ネネクから勧められた店に入った瞬間は、本当にこんなところにいるのかと思ったが行ってよかった。
心の中でネネク感謝して気分よく宿の部屋の扉を開けると、空になった果実のジャム瓶がいくつも寝台の上に転がっていた。
「ラミィ……」
『ランス! 遅い!』
ラミィは頬を膨らませて金色の角を光らせ念話を飛ばし、不機嫌さを全面に押しだしてランスディールを睨む。
ラミィは自分で自分の機嫌を直そうと、ランスディールの背負い鞄を漁って、好物の果実のジャム瓶を取り出して、指ですくっては食べ、指ですくっては食べを繰り返しながらランスディールの帰りを待っていた。今は瓶の内側についているジャムを食べようと舌を伸ばしてぺろぺろ舐めている。
「…………」
ランスディールは盗賊に荷物を荒らされたのではと疑いたくなるほどの、酷い散らかりように言葉が出ず、肩を落とした。そして、転がっている自分の備品を一つ一つ拾い上げて背負い鞄にしまう。
「ジャムは一日一瓶って言ったよね? 言っておくけど、この街にジャムは売ってないからね」
『⁉』
空になった瓶を数えて、よくこれだけの量を食べたなとランスディールは呆れた。そのまま諭すように言うと、ラミィの耳がぴんと張って、驚愕の事実を知ったかのような顔を見せる。

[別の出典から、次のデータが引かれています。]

//! Domain models for adbundle
//!
//! This module contains pure domain objects representing core business entities:
//! the raw output of the external converter, the normalized bundle derived from
//! it, and the dimensions a bundle wants to be previewed at.

pub mod bundle;
pub mod conversion;
pub mod dimensions;

pub use bundle::{Bundle, ImagePayload};
pub use conversion::{ConversionItem, ConversionResult};
pub use dimensions::RenderDimensions;
//! List command implementation
//!
//! Lists stored bundles grouped by session folder.

use console::Style;

use super::helpers::{Context, print_json};
use crate::cli::{GlobalArgs, ListArgs};
use crate::domain::Bundle;
use crate::error::Result;
use crate::server::ListEntry;

/// Run list command
pub fn run(globals: &GlobalArgs, args: ListArgs) -> Result<()> {
    let ctx = Context::open(globals)?;
    let bundles = ctx.repo.list(args.session.as_deref())?;

    if args.json {
        let entries: Vec<ListEntry> = bundles.iter().map(ListEntry::for_bundle).collect();
        return print_json(&entries);
    }
    list_bundles(&bundles);
    Ok(())
}

fn list_bundles(bundles: &[Bundle]) {
    if bundles.is_empty() {
        println!("No bundles stored.");
        return;
    }

    println!("Stored bundles ({}):", bundles.len());
    let mut folder = None;
    for bundle in bundles {
        if folder != Some(bundle.folder()) {
            println!();
            println!("{}", Style::new().bold().yellow().apply_to(bundle.folder()));
            folder = Some(bundle.folder());
        }
        println!(
            "  {}  {}",
            Style::new().cyan().apply_to(bundle.display_name()),
            Style::new().dim().apply_to(&bundle.id)
        );
    }
}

「限りがあるって言っただろう。王都を出る前に言ったじゃないか」
果実のジャムは王侯貴族に果実を消費させるためまたは果実を長期保存するために作られたもの。ジャム作りに欠かせない白砂糖は高級品。それを大量に使用して作られた果実のジャムが、荒れくれ者たちが集う街に置いてあるなんてなぜ思うのだろう。
『やだ! もっと食べたい!』
ラミィは勢いよく寝台に寝転がり、手足をばたつかせる。その振動で空になったジャム瓶が一つ、寝台から転がって落ちた。

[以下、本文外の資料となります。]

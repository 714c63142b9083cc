//! Package, preview and clear command tests

mod common;

use std::io::Read;

use predicates::prelude::*;

#[test]
fn test_package_writes_zip() {
    let workspace = common::TestWorkspace::with_converter_output(common::BANNER_RESULT);
    workspace.convert("s1");

    workspace
        .cmd()
        .args(["package", "s1_banner.html"])
        .assert()
        .success()
        .stdout(predicate::str::contains("s1_banner.zip"))
        .stdout(predicate::str::contains("blake3:"));

    let file = std::fs::File::open(workspace.path.join("s1_banner.zip")).unwrap();
    let mut archive = zip::ZipArchive::new(file).unwrap();
    let names: Vec<String> = archive.file_names().map(ToString::to_string).collect();
    assert!(names.contains(&"index.html".to_string()));
    assert!(names.contains(&"css/style.css".to_string()));
    assert!(names.contains(&"images/logo.png".to_string()));

    let mut css = String::new();
    archive
        .by_name("css/style.css")
        .unwrap()
        .read_to_string(&mut css)
        .unwrap();
    assert_eq!(css, "h1{color:red}");

    let mut index = String::new();
    archive
        .by_name("index.html")
        .unwrap()
        .read_to_string(&mut index)
        .unwrap();
    assert!(index.contains("/asset/s1_banner.html%2Fimages%2Flogo.png"));
}

#[test]
fn test_package_custom_output() {
    let workspace = common::TestWorkspace::with_converter_output(common::BANNER_RESULT);
    workspace.convert("s1");

    workspace
        .cmd()
        .args(["package", "s1_banner.html", "-o", "dist/banner.zip"])
        .assert()
        .success();
    assert!(workspace.file_exists("dist/banner.zip"));
}

#[test]
fn test_preview_page_is_sandboxed() {
    let workspace = common::TestWorkspace::with_converter_output(common::BANNER_RESULT);
    workspace.convert("s1");

    workspace
        .cmd()
        .args(["preview", "--session", "s1", "-o", "preview.html"])
        .assert()
        .success()
        .stdout(predicate::str::contains("1 frame(s)"));

    let page = workspace.read_file("preview.html");
    assert!(page.contains(r#"sandbox="allow-scripts""#));
    assert!(page.contains("width:300px;height:250px"));
    assert!(page.contains("data:image/png;base64,iVBORw0KGgo="));
}

#[test]
fn test_preview_to_stdout() {
    let workspace = common::TestWorkspace::with_converter_output(common::BANNER_RESULT);
    workspace.convert("s1");

    workspace
        .cmd()
        .args(["preview", "s1_banner.html"])
        .assert()
        .success()
        .stdout(predicate::str::contains("<iframe"))
        .stdout(predicate::str::contains("Previews: s1_banner.html"));
}

#[test]
fn test_preview_empty_session() {
    let workspace = common::TestWorkspace::with_converter_output(common::BANNER_RESULT);
    workspace
        .cmd()
        .args(["preview", "--session", "nobody"])
        .assert()
        .failure()
        .stderr(predicate::str::contains("No previews found for this session"));
}

#[test]
fn test_clear_with_yes() {
    let workspace = common::TestWorkspace::with_converter_output(common::BANNER_RESULT);
    workspace.convert("s1");

    workspace
        .cmd()
        .args(["clear", "--yes"])
        .assert()
        .success()
        .stdout(predicate::str::contains("Removed 1 stored bundle(s)"));
    assert!(!workspace.document_path("s1_banner.html").exists());
}

#[test]
fn test_clear_without_terminal_requires_yes() {
    let workspace = common::TestWorkspace::with_converter_output(common::BANNER_RESULT);
    workspace.convert("s1");

    workspace
        .cmd()
        .arg("clear")
        .assert()
        .failure()
        .stderr(predicate::str::contains("--yes"));
    assert!(workspace.document_path("s1_banner.html").exists());
}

人間よりも長寿でランスディールよりも長生きしているのに、精神年齢はランスディールより幼い。半分はこの獣人を甘やかしている、ここにいない母親のせいだと恨むようにため息をまたこぼす。
どっちがお守りなんだか、と心の中で呟いて、ランスディールは落ちたジャム瓶をだるそうに拾上げて丸いテーブルに置いた。
「ジャムはあと十個しかない。明日は我慢の日だね」
『やだああああああああ――――!』
ラミィは金色の角を連打で光らせて、幼児のように駄々をこねる。
契約主である母親とラミィの間には、一日一瓶のジャムをラミィにあげるという契約に近い約束がある。
背負い鞄の中に入っていたジャムはランスディールが母親の代わりにその約束を果たすために用意したものだ。
『む! 誰かくる!』
駄々をこねていたラミィが急に起き上がって耳をぴんと張った。
ランスディールは剣の柄を握って扉を注視すると、私ですと扉越しにネネクの声が聞こえた。
「どうしましか?」
「夜分遅くに失礼いたします。いや、気になりまして」
ランスディールが扉を開けて尋ねると、ネネクがしゅると舌を出した。
「ああ。ありがとうございました。彼女にしようと思います」
「そうですか! いや、キンスイ草のボッチャンのお眼鏡にかなって良かったです!」
ネネクが嬉しそうに口の端をあげた。
「では、夫人へは私からお手紙で」
ネネクはでは失礼いたします、と言ってランスディールに背を向ける。
ランスディールは嫌な予感がよぎってネネクを呼び止めた。
「あの、どういう意味ですか?」
「キンスイ草の貴婦人からは女性を紹介したら連絡をするようにと……」
「しなくていいです! そういう関係にはなりませんから!」
ランスディールは余計なことはしなくていいという言葉を飲み込んで、必死に止める。
ランスディールは双子の姉妹をだしにして今まで貴族令嬢との交流を避けていた。
普通に相対しても、向こうは付け入る機会だと言葉巧みに誘導してくる。強調された胸元、濃い目の化粧、上目遣い、匂いの強い香水。ランスディールはどうも今の令嬢たちの姿に好感が抱けずにいた。
それが裏目に出てしまった。
「わかりますが、いや、しかしですね……」
よほど強く言われているのか、ネネクが引かない。
「自分から言うので大丈夫です! それに契約できるかどうかわかりませんし!」
ランスディールは気が早いと言って、何度も念を押してネネクを説得した。
何とか回避したランスディールは、はあ、とため息交じりに扉を閉める。
気疲れを感じつつ振り返ると、ラミィが鞄に手を突っ込んでいるのが視界に入って、慌てて駆け出す。
「あ!ラミィ!」
ラミィが焦って取り出して口にしたのは林檎の干物。飛び跳ねて寝台へ逃げた。
「ラミィ!」
『ランス! ジャム少ない! 明日ジャム買って!!』
仕方がないからこれで我慢すると言いたげな顔でラミィはもぐもぐ食べ始める。
「明日は護衛を連れて森に行く予定だからね」
その顔が憎たらしくてランスディールは素っ気ない態度で言った。
ランスディールは鞄の口をぎゅっと縛りながらげんなりした。
この調子でいられたら、ジャムのせいで資金が底をついてしまいそうだ。
そんな情けない理由で旅を終わらせたくはないと思うランスディールだった。